During a disease outbreak, one of the best tools at the disposal of public health officials is low-tech detective work. When a person is diagnosed with an illness like COVID-19, the disease caused by the novel coronavirus, public health experts figure out where they've recently been and track down everyone they've been in contact with.

"Sometimes it requires we know private information about a person who has been infected," says Lisa Lee, director of the division of Scholarly Integrity and Research Compliance at Virginia Tech and former executive director of the Obama administration's Presidential Bioethics Commission.

It also can mean that they have to share some of that information, including information about someone's health. Usually, people think about health privacy in terms of the relationship they have with their doctors and clinicians who have to keep the vast majority of information confidential - both legally and ethically. But the public health system is set up with different legal permissions and protections than a doctor's office, and by nature, it thinks about ethics and patient privacy differently.

"We think about it from the perspective of the mutual obligations we have towards each other and the need to protect well being," says Amy Fairchild, dean and professor in the college of public health at Ohio State University. "What you're doing is weighing the risks to the individual against the harm to the person's contacts and the rest of the population."

The public health system is set up with different legal permissions and protections than a doctor's office

Legally, there are carve-outs in health privacy laws like HIPAA that allow public health officials to get information about a person's health without their consent. Individual privacy and the risks that can come from the disclosure of personal health information - like stigma - are still critical concerns for public health officials, Lee stresses. They aim to collect the minimum amount of information possible to achieve a public health goal. "The principle is to collect and use the least amount of data possible, because it reduces harm," she says. The information collected is also used only for public health activities.

The balance between protecting individual privacy and collecting information that is critical to the public good changes over the course of a disease's spread. The amount of data public health officials need to collect and disclose changes as well. Right now, the COVID-19 pandemic is accelerating, and there is still a lot doctors and scientists don't know about the disease. Collecting detailed health information is, therefore, more useful and important. That could change as the outbreak progresses, Lee says.

For example, as the virus starts to circulate in the community, it might not be as important to know exactly where a sick person has been. If the virus is everywhere already, that information won't have as much additional benefit to the community. "It depends a lot on the maturity of an epidemic," she says.

Digital tracking information is ubiquitous today, and that can make data collection easier. In Singapore, where there's extensive surveillance, publicly available data details where people with confirmed cases of COVID-19 are and have been. The Iranian government built an app for people to check their symptoms that also included a geo-tracking feature. When deciding to use those types of tools, Lee says, the same public health principles should still apply.

"Should a public health official know where a person has gone, should that be public information - it's not different. It's a lot easier to do that now, but it doesn't make it any more right or less right," she says. "Tracking where people go and who they interact with is something public health officials have been doing for centuries. It's just easier with digital information."

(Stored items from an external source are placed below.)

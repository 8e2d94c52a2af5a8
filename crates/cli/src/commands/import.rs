//! `sb import`: normalize a bundle and replay its storage into a store file.

use sb::{FileStore, ImportOutcome, import_async, parse_payload};
use tracing::info;

use super::read_bundle;
use crate::cli::ImportArgs;
use crate::config::CliConfig;
use crate::error::{CliError, Result};
use crate::output::{self, CommandInputs, CommandResult, DiagnosticLevel, ErrorCode, OutputFormat, ResultBuilder};

pub async fn execute(args: &ImportArgs, config: &CliConfig, format: OutputFormat) -> Result<()> {
	let store_path = config.store_path(args.store.as_deref());
	let concurrency = config.concurrency(args.concurrency);
	let quota = config.quota(args.quota);
	info!(
		target = "sb",
		file = %args.file.display(),
		store = %store_path.display(),
		concurrency,
		?quota,
		"importing bundle"
	);

	let raw = parse_payload(&read_bundle(&args.file)?)?;
	let mut store = FileStore::open(&store_path)?;
	if let Some(bytes) = quota {
		store = store.with_quota(bytes);
	}
	let outcome = import_async(&raw, &store, concurrency).await?;

	let inputs = CommandInputs {
		file: Some(args.file.clone()),
		store: Some(store_path),
		concurrency: Some(concurrency),
		..Default::default()
	};

	let result = outcome_result(outcome, inputs)?;
	output::print_result(&result, format);

	// A partial replay already printed its envelope; only the exit code is left.
	match result.error {
		Some(error) => {
			output::print_error_stderr(&error);
			Err(CliError::OutputAlreadyPrinted)
		}
		None => Ok(()),
	}
}

/// Builds the envelope for an import.
///
/// Any failed key turns the result into a `PARTIAL_REPLAY` error carrying the
/// whole outcome as details.
fn outcome_result(outcome: ImportOutcome, inputs: CommandInputs) -> Result<CommandResult<ImportOutcome>> {
	let builder = ResultBuilder::new("import").inputs(inputs);

	if !outcome.report.is_complete() {
		let message = format!(
			"{} of {} storage keys failed to apply",
			outcome.report.failed_count(),
			outcome.report.total_attempted
		);
		let details = serde_json::to_value(&outcome)?;
		return Ok(builder.error_with_details(ErrorCode::PartialReplay, message, details).build());
	}

	let mut builder = builder;
	if outcome.cookies_skipped > 0 {
		builder = builder.diagnostic_with_source(
			DiagnosticLevel::Warning,
			format!("{} cookies were not replayed", outcome.cookies_skipped),
			"cookies",
		);
	}
	if outcome.cookies_dropped > 0 {
		builder = builder.diagnostic_with_source(
			DiagnosticLevel::Warning,
			format!("{} cookie entries had no usable name or value and were dropped", outcome.cookies_dropped),
			"cookies",
		);
	}
	Ok(builder.data(outcome).build())
}
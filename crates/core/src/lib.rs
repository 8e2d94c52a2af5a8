//! sb: session bundle import.
//!
//! Takes captured browser session data (cookies plus localStorage) in any of
//! the layouts capture tools produce, normalizes it into a
//! [`SessionBundle`], and replays the storage portion into a key/value store.
//!
//! ```ignore
//! use sb::{MemoryStore, import};
//!
//! let raw = serde_json::json!({
//!     "cookies": [{ "name": "sid", "value": "abc" }],
//!     "localStorage": "{\"token\":\"t\"}"
//! });
//! let store = MemoryStore::new();
//! let outcome = import(&raw, &store)?;
//! assert!(outcome.report.is_complete());
//! ```
//!
//! Cookies are normalized but never written anywhere: there is no cookie
//! store to replay them into from this side.

pub mod codec;
pub mod error;
pub mod import;
pub mod normalize;
pub mod replay;
pub mod store;

pub use codec::{decode_value, encode_value};
pub use error::{Error, Result, StoreError};
pub use import::{ImportOutcome, import, import_async};
pub use normalize::{BundleShape, Normalized, coerce_local_storage, normalize, normalize_detailed, normalize_shaped, normalize_str, parse_payload};
pub use replay::{apply, apply_async, read_value};
pub use sb_protocol::{CookieRecord, CookieRejection, ReplayReport, SameSite, SessionBundle};
pub use store::{AsyncKeyValueStore, FileStore, KeyValueStore, MemoryStore};
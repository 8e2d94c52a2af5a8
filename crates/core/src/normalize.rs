//! Bundle normalization.
//!
//! Session captures arrive in one of three layouts:
//!
//! * **List** - a bare array of cookie objects (devtools / extension exports)
//! * **Wrapped** - `{ "cookies": [...], "localStorage": ..., "url": ... }`
//! * **Records** - `{ "<label>": { "name": ..., "value": ... }, ... }`
//!
//! [`BundleShape::classify`] decides which layout a payload is by checking
//! structural predicates in that fixed order; the first match wins even when a
//! payload would satisfy a later rule too. [`normalize`] then lowers the payload
//! into a [`SessionBundle`].

use sb_protocol::{CookieRecord, SessionBundle};
use serde_json::{Map, Value};
use tracing::{debug, trace, warn};

use crate::error::{Error, Result};

/// Field holding cookies in the wrapped layout.
pub const COOKIES_FIELD: &str = "cookies";
/// Field holding the storage map in the wrapped layout.
pub const LOCAL_STORAGE_FIELD: &str = "localStorage";
/// Field holding the capture origin in the wrapped layout.
pub const URL_FIELD: &str = "url";

/// Recognized payload layouts, in priority order.
#[derive(Debug, Clone, Copy, PartialEq, Eq)]
pub enum BundleShape {
	List,
	Wrapped,
	Records,
}

impl BundleShape {
	/// Determines the layout of `raw`, or [`None`] if nothing matches.
	pub fn classify(raw: &Value) -> Option<Self> {
		match raw {
			Value::Array(_) => Some(BundleShape::List),
			Value::Object(object) if object.contains_key(COOKIES_FIELD) => Some(BundleShape::Wrapped),
			Value::Object(object) if object.values().all(is_cookie_candidate) => Some(BundleShape::Records),
			_ => None,
		}
	}

	pub fn as_str(&self) -> &'static str {
		match self {
			BundleShape::List => "list",
			BundleShape::Wrapped => "wrapped",
			BundleShape::Records => "records",
		}
	}
}

impl std::fmt::Display for BundleShape {
	fn fmt(&self, f: &mut std::fmt::Formatter<'_>) -> std::fmt::Result {
		f.write_str(self.as_str())
	}
}

/// A normalized bundle together with how it was read.
#[derive(Debug, Clone, PartialEq)]
pub struct Normalized {
	pub shape: BundleShape,
	pub bundle: SessionBundle,
	/// Cookie candidates left out because the model cannot hold them.
	pub cookies_dropped: usize,
}

/// Normalizes an untyped payload into a [`SessionBundle`].
///
/// # Errors
///
/// - [`Error::Shape`] when the payload matches no layout (scalars and `null`
///   never do).
/// - [`Error::MalformedPayload`] when a wrapped payload carries a
///   `localStorage` that is not a JSON object (or JSON text of one), or a
///   `cookies` field that is not an array.
///
/// Individual cookie entries never fail a bundle: ones without a string
/// `name` and `value` are dropped and counted in [`Normalized`].
pub fn normalize(raw: &Value) -> Result<SessionBundle> {
	normalize_shaped(raw).map(|(_, bundle)| bundle)
}

/// Like [`normalize`], also returning the layout that matched.
pub fn normalize_shaped(raw: &Value) -> Result<(BundleShape, SessionBundle)> {
	normalize_detailed(raw).map(|n| (n.shape, n.bundle))
}

/// Like [`normalize`], also reporting the layout and dropped cookies.
pub fn normalize_detailed(raw: &Value) -> Result<Normalized> {
	let shape = BundleShape::classify(raw).ok_or_else(Error::unrecognized)?;
	debug!(target = "sb", %shape, "recognized session bundle");

	let (bundle, cookies_dropped) = match (shape, raw) {
		(BundleShape::List, Value::Array(items)) => from_list(items),
		(BundleShape::Wrapped, Value::Object(object)) => from_wrapped(object)?,
		(BundleShape::Records, Value::Object(object)) => (from_records(object), 0),
		_ => return Err(Error::unrecognized()),
	};

	debug!(
		target = "sb",
		%shape,
		cookies = bundle.cookies.len(),
		cookies_dropped,
		storage_keys = bundle.local_storage.len(),
		"normalized session bundle"
	);
	Ok(Normalized {
		shape,
		bundle,
		cookies_dropped,
	})
}

/// Parses JSON text and normalizes it.
///
/// Text that is not JSON at all is reported as a malformed `<root>`.
pub fn normalize_str(text: &str) -> Result<Normalized> {
	normalize_detailed(&parse_payload(text)?)
}

/// Parses payload text into an untyped value.
pub fn parse_payload(text: &str) -> Result<Value> {
	serde_json::from_str(text).map_err(|e| Error::malformed("<root>", e))
}

/// Coerces a raw `localStorage` field into a map.
///
/// Strings are parsed as JSON text; objects pass through; absent or `null`
/// yields an empty map. Anything else fails the whole bundle, since a storage
/// map cannot be partially recovered.
pub fn coerce_local_storage(field: Option<&Value>) -> Result<Map<String, Value>> {
	match field {
		None | Some(Value::Null) => Ok(Map::new()),
		Some(Value::Object(map)) => Ok(map.clone()),
		Some(Value::String(text)) => match serde_json::from_str::<Value>(text) {
			Ok(Value::Object(map)) => Ok(map),
			Ok(other) => Err(Error::malformed(LOCAL_STORAGE_FIELD, format!("expected an object, found {}", kind(&other)))),
			Err(e) => Err(Error::malformed(LOCAL_STORAGE_FIELD, e)),
		},
		Some(other) => Err(Error::malformed(LOCAL_STORAGE_FIELD, format!("expected an object or JSON text, found {}", kind(other)))),
	}
}

fn from_list(items: &[Value]) -> (SessionBundle, usize) {
	let cookies: Vec<_> = items
		.iter()
		.enumerate()
		.filter_map(|(index, item)| match CookieRecord::from_value(item) {
			Ok(cookie) if cookie.is_complete() => Some(cookie),
			Ok(_) => {
				trace!(target = "sb", index, "dropping cookie with empty name or value");
				None
			}
			Err(reason) => {
				trace!(target = "sb", index, %reason, "dropping cookie candidate");
				None
			}
		})
		.collect();

	let dropped = items.len() - cookies.len();
	(SessionBundle::with_cookies(cookies), dropped)
}

/// Wrapped cookies are trusted and not re-filtered, but entries that are not
/// objects with a string `name` and `value` cannot be represented and are
/// dropped with a warning.
fn from_wrapped(object: &Map<String, Value>) -> Result<(SessionBundle, usize)> {
	let mut dropped = 0;
	let cookies = match object.get(COOKIES_FIELD) {
		Some(Value::Array(items)) => items
			.iter()
			.enumerate()
			.filter_map(|(index, item)| match CookieRecord::from_value(item) {
				Ok(cookie) => Some(cookie),
				Err(reason) => {
					warn!(target = "sb", index, %reason, "dropping unrepresentable wrapped cookie");
					dropped += 1;
					None
				}
			})
			.collect(),
		Some(Value::Null) | None => Vec::new(),
		Some(other) => return Err(Error::malformed(COOKIES_FIELD, format!("expected an array, found {}", kind(other)))),
	};

	let local_storage = coerce_local_storage(object.get(LOCAL_STORAGE_FIELD))?;

	let source_url = match object.get(URL_FIELD) {
		Some(Value::String(url)) => Some(url.clone()),
		Some(other) if !other.is_null() => {
			debug!(target = "sb", kind = kind(other), "ignoring non-string url field");
			None
		}
		_ => None,
	};

	Ok((
		SessionBundle {
			cookies,
			local_storage,
			source_url,
		},
		dropped,
	))
}

fn from_records(object: &Map<String, Value>) -> SessionBundle {
	// classify() already checked every value, so nothing is dropped here.
	let cookies = object.values().filter_map(|item| CookieRecord::from_value(item).ok()).collect();
	SessionBundle::with_cookies(cookies)
}

fn is_cookie_candidate(value: &Value) -> bool {
	CookieRecord::from_value(value).is_ok_and(|cookie| cookie.is_complete())
}

fn kind(value: &Value) -> &'static str {
	match value {
		Value::Null => "null",
		Value::Bool(_) => "a boolean",
		Value::Number(_) => "a number",
		Value::String(_) => "a string",
		Value::Array(_) => "an array",
		Value::Object(_) => "an object",
	}
}

#[cfg(test)]
mod tests {
	use serde_json::json;

	use super::*;

	fn names(bundle: &SessionBundle) -> Vec<&str> {
		bundle.cookies.iter().map(|c| c.name.as_str()).collect()
	}

	#[test]
	fn list_keeps_complete_entries_in_order() {
		let raw = json!([
			{ "name": "a", "value": "1" },
			{ "name": "", "value": "2" },
			{ "value": "3" },
			"junk",
			{ "name": "b", "value": "" },
			{ "name": "c", "value": "4", "domain": ".example.com" },
			{ "name": "a", "value": "5" }
		]);

		let bundle = normalize(&raw).unwrap();
		assert_eq!(names(&bundle), ["a", "c", "a"]);
		assert_eq!(bundle.cookies[2].value, "5");
		assert!(bundle.local_storage.is_empty());
		assert_eq!(bundle.source_url, None);
	}

	#[test]
	fn empty_list_is_an_empty_bundle() {
		let bundle = normalize(&json!([])).unwrap();
		assert!(bundle.is_empty());
	}

	#[test]
	fn wrapped_parses_string_local_storage() {
		let raw = json!({
			"cookies": [{ "name": "sid", "value": "abc" }],
			"localStorage": "{\"a\":1}",
			"url": "https://example.com/app"
		});

		let bundle = normalize(&raw).unwrap();
		assert_eq!(bundle.local_storage, *json!({ "a": 1 }).as_object().unwrap());
		assert_eq!(bundle.source_url.as_deref(), Some("https://example.com/app"));
		assert_eq!(names(&bundle), ["sid"]);
	}

	#[test]
	fn wrapped_invalid_local_storage_text_is_malformed() {
		let raw = json!({ "cookies": [], "localStorage": "{invalid json" });
		let err = normalize(&raw).unwrap_err();
		assert!(err.is_malformed(), "{err}");
	}

	#[test]
	fn wrapped_local_storage_must_be_an_object() {
		for bad in [json!("[1,2]"), json!(42), json!([1])] {
			let raw = json!({ "cookies": [], "localStorage": bad });
			assert!(normalize(&raw).unwrap_err().is_malformed());
		}
	}

	#[test]
	fn wrapped_object_local_storage_passes_through() {
		let raw = json!({
			"cookies": [],
			"localStorage": { "token": "t", "prefs": { "dark": true } }
		});
		let bundle = normalize(&raw).unwrap();
		assert_eq!(bundle.local_storage["prefs"], json!({ "dark": true }));
		assert!(bundle.cookies.is_empty());
	}

	#[test]
	fn wrapped_does_not_refilter_cookies() {
		let raw = json!({ "cookies": [{ "name": "", "value": "" }, { "name": "x", "value": "y" }] });
		let bundle = normalize(&raw).unwrap();
		assert_eq!(names(&bundle), ["", "x"]);
	}

	#[test]
	fn wrapped_drops_unrepresentable_cookies() {
		let raw = json!({
			"cookies": [{ "name": "ok", "value": "1" }, { "value": "2" }, "junk", { "name": "n", "value": 3 }],
			"localStorage": { "token": "t" }
		});
		let normalized = normalize_detailed(&raw).unwrap();
		assert_eq!(names(&normalized.bundle), ["ok"]);
		assert_eq!(normalized.cookies_dropped, 3);
		assert_eq!(normalized.bundle.local_storage["token"], "t");
	}

	#[test]
	fn wrapped_cookies_must_be_an_array() {
		let raw = json!({ "cookies": "sid=abc" });
		match normalize(&raw).unwrap_err() {
			Error::MalformedPayload { field, .. } => assert_eq!(field, "cookies"),
			other => panic!("unexpected error: {other}"),
		}
	}

	#[test]
	fn wrapped_ignores_non_string_url() {
		let raw = json!({ "cookies": [], "url": 7 });
		assert_eq!(normalize(&raw).unwrap().source_url, None);
	}

	#[test]
	fn records_collect_in_enumeration_order() {
		let raw = json!({
			"user1": { "name": "sid", "value": "abc" },
			"user2": { "name": "x", "value": "y" }
		});
		let bundle = normalize(&raw).unwrap();
		assert_eq!(names(&bundle), ["sid", "x"]);
		assert!(bundle.local_storage.is_empty());
	}

	#[test]
	fn records_require_every_value_to_be_a_cookie() {
		let raw = json!({
			"user1": { "name": "sid", "value": "abc" },
			"meta": { "version": 2 }
		});
		assert!(normalize(&raw).unwrap_err().is_shape());
	}

	#[test]
	fn wrapped_wins_over_records() {
		let raw = json!({ "cookies": { "name": "n", "value": "v" } });
		assert_eq!(BundleShape::classify(&raw), Some(BundleShape::Wrapped));
		assert!(normalize(&raw).unwrap_err().is_malformed());
	}

	#[test]
	fn empty_object_is_an_empty_bundle() {
		assert_eq!(BundleShape::classify(&json!({})), Some(BundleShape::Records));
		assert!(normalize(&json!({})).unwrap().is_empty());
	}

	#[test]
	fn scalars_and_null_are_shape_errors() {
		for raw in [json!(42), Value::Null, json!("cookies"), json!(true)] {
			let err = normalize(&raw).unwrap_err();
			assert!(err.is_shape());
			assert_eq!(err.to_string(), "unrecognized session data format");
		}
	}

	#[test]
	fn normalize_str_reports_shape() {
		let normalized = normalize_str(r#"[{"name":"a","value":"b"},{"name":"c"}]"#).unwrap();
		assert_eq!(normalized.shape, BundleShape::List);
		assert_eq!(normalized.bundle.cookies.len(), 1);
		assert_eq!(normalized.cookies_dropped, 1);

		assert!(normalize_str("not json").unwrap_err().is_malformed());
	}

	#[test]
	fn saved_bundle_renormalizes_to_itself() {
		let raw = json!({
			"cookies": [{ "name": "sid", "value": "abc", "hostOnly": true }],
			"localStorage": { "k": [1, 2, 3] },
			"url": "https://example.com"
		});
		let bundle = normalize(&raw).unwrap();
		let saved = serde_json::to_value(&bundle).unwrap();
		assert_eq!(normalize(&saved).unwrap(), bundle);
	}
}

In addition, just because personal information about a person and their health is important to a public health official, it doesn't mean that information is important for the general public. It's why, despite questioning from reporters, public health officials only gave out a limited amount of information on the people who had the first few cases of COVID-19 in the US.

During the polio epidemic in the US, health departments used to publish the names of people with confirmed cases of the illness in the newspapers - a practice that would be far out of bounds today. But that didn't stop people in the US from trying to find out information about the few cases of Ebola in the country during the 2014 outbreak.

People didn't need that information to protect themselves, though. "Having someone's name doesn't protect you," Fairchild says. "That's generally the principle of public health surveillance. There are emotional reasons that the public may want to know - but it doesn't protect you, and shouldn't change what you're doing."

"Having someone's name doesn't protect you."

Health officials worry about the stigmatization of individuals or communities affected by diseases, which is why they aim to disclose only necessary information to the public. Anti-Asian racism in the US and other countries around the world spiked with the outbreak because the novel coronavirus originated in China. People who were on cruise ships with positive cases reported fielding angry phone calls from strangers when they returned home, and residents of New Rochelle, New York, which is the first containment zone in the US, said that they're worried about their hometown being forever associated with the virus.

"This kind of group-level harm is concerning," Lee says. "That's why we worry about group identity privacy, as well. I'm nervous and sad to see that starting to poke its head out."

People can't expect the same level of personal health privacy during public health emergencies involving infectious diseases as they can in other elements of their health. But the actions public health officials can take, like collecting information, aren't designed to limit privacy, Fairchild says. "It's to protect the broader population. The principle we embrace is the principle of reciprocity. We recognize that our liberty is limited, but we are doing that for others."